• ACTION ITEM:
Only the lines that include "into" should be copied from the data below.

* * *

//! Implementation of `git-share take`.
//!
//! Brings the remote share branches up to date, picks one, merges it into the
//! merge target, turns the merge into staged uncommitted changes, and deletes
//! the share branch from the remote.

mod selection;


pub use selection::select_branch;

use crate::config::Preferences;
use crate::error::Result;
use crate::pipeline::Pipeline;
use crate::prompt::Prompter;
use crate::repo::{Vcs, strip_remote_prefix};
use tracing::info;

#[derive(Debug, Clone, PartialEq, Eq)]
pub enum TakeOutcome {
    /// No share branches exist on the remote; nothing was merged.
    NoBranches,
    /// The changes from this (short-named) branch are now staged locally.
    Taken { branch: String },
}

pub fn cmd_take(vcs: &dyn Vcs, prompter: &dyn Prompter, prefs: &Preferences) -> Result<TakeOutcome> {
    update_share_branches(vcs, prefs)?;

    let Some(full_name) = select_branch(vcs, prompter, prefs)? else {
        println!("\n😢  No sharing branches found\n");
        return Ok(TakeOutcome::NoBranches);
    };

    let remote = prefs.remote();
    let short_name = strip_remote_prefix(remote, &full_name).to_string();
    info!(branch = %full_name, target = prefs.merge_target(), "taking share branch");

    Pipeline::new("take")
        .step("merge", "Merging share branch", || {
            vcs.merge(&full_name, prefs.merge_target())
        })
        .step(
            "reset merge into working tree",
            "Resetting changes into working tree",
            || vcs.reset_soft_to_parent(),
        )
        .step("stage changes", "Adding changes to index", || vcs.stage_all())
        .step(
            "delete remote share branch",
            format!("Deleting remote branch \"{}\"", short_name),
            || vcs.delete_remote_branch(remote, &short_name),
        )
        .run()?;

    println!(
        "\n🤝 Changes fetched from shared branch \"{}\"\n",
        short_name
    );
    Ok(TakeOutcome::Taken { branch: short_name })
}

/// Pull when the current branch tracks a remote; otherwise fetch only the
/// share branches.
fn update_share_branches(vcs: &dyn Vcs, prefs: &Preferences) -> Result<()> {
    if vcs.status()?.is_tracking() {
        println!("Pulling");
        vcs.pull()
    } else {
        println!("Fetching sharing branches");
        vcs.fetch_refspec(prefs.remote(), &share_refspec(prefs))
    }
}

/// `refs/heads/<prefix>/*:refs/remotes/<remote>/<prefix>/*`
pub fn share_refspec(prefs: &Preferences) -> String {
    let prefix = prefs.branch_prefix();
    format!(
        "refs/heads/{}/*:refs/remotes/{}/{}/*",
        prefix,
        prefs.remote(),
        prefix
    )
}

* * *

• SOLUTION FOR THIS PROBLEM:
//! Brings the remote share branches up to date, picks one, merges it into the
//! merge target, turns the merge into staged uncommitted changes, and deletes
            "reset merge into working tree",
            "Resetting changes into working tree",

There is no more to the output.